Intanto Noro si era messo davanti alla porta e, anche per evitare che i toni della discussione, che stava andando avanti già da qualche minuto, si alzassero eccessivamente, disse a tutti “Scusate se v’interrompo, ma perché la porta non si apre?”.

A questo quesito, tutto il gruppo si riversò verso l’uscita.

“Come? Non si apre?” chiese, senza particolari speranze di risposta, Santucci.

“Forse non siamo tutti presenti…” si azzardò Noro.

“Ma certo che ci siamo tutti, cazzo!” Sciullo stava per cominciare una delle sue ormai classiche crisi di nervi.

“Forse va premuto qualcosa da qualche parte…” ipotizzò Orsi.

“Negativo, non vedo alcun tipo di pulsanti o simili” gli rispose sbrigativamente Sarti.

“Oddio ragazzi, guardate!” richiamò l’attenzione di tutti Carla, indicando i buchi delle pareti che si stavano aprendo, sbuffando fuori il gas verde.

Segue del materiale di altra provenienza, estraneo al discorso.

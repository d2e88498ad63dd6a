//! Configuration for the dispatch core.
//!
//! Loaded from environment variables with sensible defaults; every knob can
//! also be set directly when constructing the engine in tests.

use serde::{Deserialize, Serialize};
use std::env;
use std::time::Duration;

/// Default search radius for emergency dispatch: 50 km.
const DEFAULT_MAX_RADIUS_KM: f64 = 50.0;
/// Default provider lock timeout: 5 minutes.
const DEFAULT_LOCK_TIMEOUT_SECS: u64 = 5 * 60;
/// Default reaper sweep interval: 5 minutes.
const DEFAULT_REAPER_INTERVAL_SECS: u64 = 5 * 60;
/// Default candidate list length requested from the geo index.
const DEFAULT_CANDIDATE_LIMIT: usize = 1;

/// Tunables for dispatch, locking, and the reaper.
#[derive(Debug, Clone, PartialEq, Serialize, Deserialize)]
pub struct DispatchConfig {
    /// Maximum great-circle distance to a candidate, in meters
    pub max_radius_m: f64,
    /// How long an emergency reservation holds a provider
    pub lock_timeout: Duration,
    /// How often the reaper sweeps for expired reservations
    pub reaper_interval: Duration,
    /// How many ranked candidates to request from the geo index
    pub candidate_limit: usize,
}

impl Default for DispatchConfig {
    fn default() -> Self {
        Self {
            max_radius_m: DEFAULT_MAX_RADIUS_KM * 1000.0,
            lock_timeout: Duration::from_secs(DEFAULT_LOCK_TIMEOUT_SECS),
            reaper_interval: Duration::from_secs(DEFAULT_REAPER_INTERVAL_SECS),
            candidate_limit: DEFAULT_CANDIDATE_LIMIT,
        }
    }
}

impl DispatchConfig {
    /// Load configuration from environment variables, falling back to
    /// defaults for anything unset or unparseable.
    ///
    /// Recognized variables: `DISPATCH_MAX_RADIUS_KM`,
    /// `DISPATCH_LOCK_TIMEOUT_SECS`, `DISPATCH_REAPER_INTERVAL_SECS`,
    /// `DISPATCH_CANDIDATE_LIMIT`.
    #[must_use]
    pub fn from_env() -> Self {
        let defaults = Self::default();
        Self {
            max_radius_m: env_parse("DISPATCH_MAX_RADIUS_KM", DEFAULT_MAX_RADIUS_KM)
                * 1000.0,
            lock_timeout: Duration::from_secs(env_parse(
                "DISPATCH_LOCK_TIMEOUT_SECS",
                DEFAULT_LOCK_TIMEOUT_SECS,
            )),
            reaper_interval: Duration::from_secs(env_parse(
                "DISPATCH_REAPER_INTERVAL_SECS",
                DEFAULT_REAPER_INTERVAL_SECS,
            )),
            candidate_limit: env_parse(
                "DISPATCH_CANDIDATE_LIMIT",
                defaults.candidate_limit,
            ),
        }
    }

    /// Lock timeout as a `chrono::Duration` for expiry arithmetic.
    ///
    /// Falls back to the default timeout if the configured value does not
    /// fit (it always does for sane configurations).
    #[must_use]
    pub fn lock_timeout_chrono(&self) -> chrono::Duration {
        chrono::Duration::from_std(self.lock_timeout)
            .unwrap_or_else(|_| chrono::Duration::seconds(
                i64::try_from(DEFAULT_LOCK_TIMEOUT_SECS).unwrap_or(300),
            ))
    }
}

fn env_parse<T: std::str::FromStr>(key: &str, default: T) -> T {
    env::var(key)
        .ok()
        .and_then(|raw| raw.parse().ok())
        .unwrap_or(default)
}

#[cfg(test)]
#[allow(clippy::unwrap_used)]
mod tests {
    use super::*;

    #[test]
    fn default_values() {
        let config = DispatchConfig::default();
        assert!((config.max_radius_m - 50_000.0).abs() < f64::EPSILON);
        assert_eq!(config.lock_timeout, Duration::from_secs(300));
        assert_eq!(config.reaper_interval, Duration::from_secs(300));
        assert_eq!(config.candidate_limit, 1);
    }

    #[test]
    fn lock_timeout_converts_to_chrono() {
        let config = DispatchConfig::default();
        assert_eq!(config.lock_timeout_chrono(), chrono::Duration::minutes(5));
    }
}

“Apriti, porca troia!” imprecò volgarmente Sara, mentre prendeva a calci un’anta.

“Oh signore! Ma cos’altro si aspettano da noi…” esclamò Oscar, guardando verso il soffitto.

Intanto la nebbia verdognola era sempre più attorno a loro.

“Forse dobbiamo bussa…” ma Andrea non riuscì a terminare la frase, dato che tutta la squadra sparì, inghiottita dal pavimento della stanza.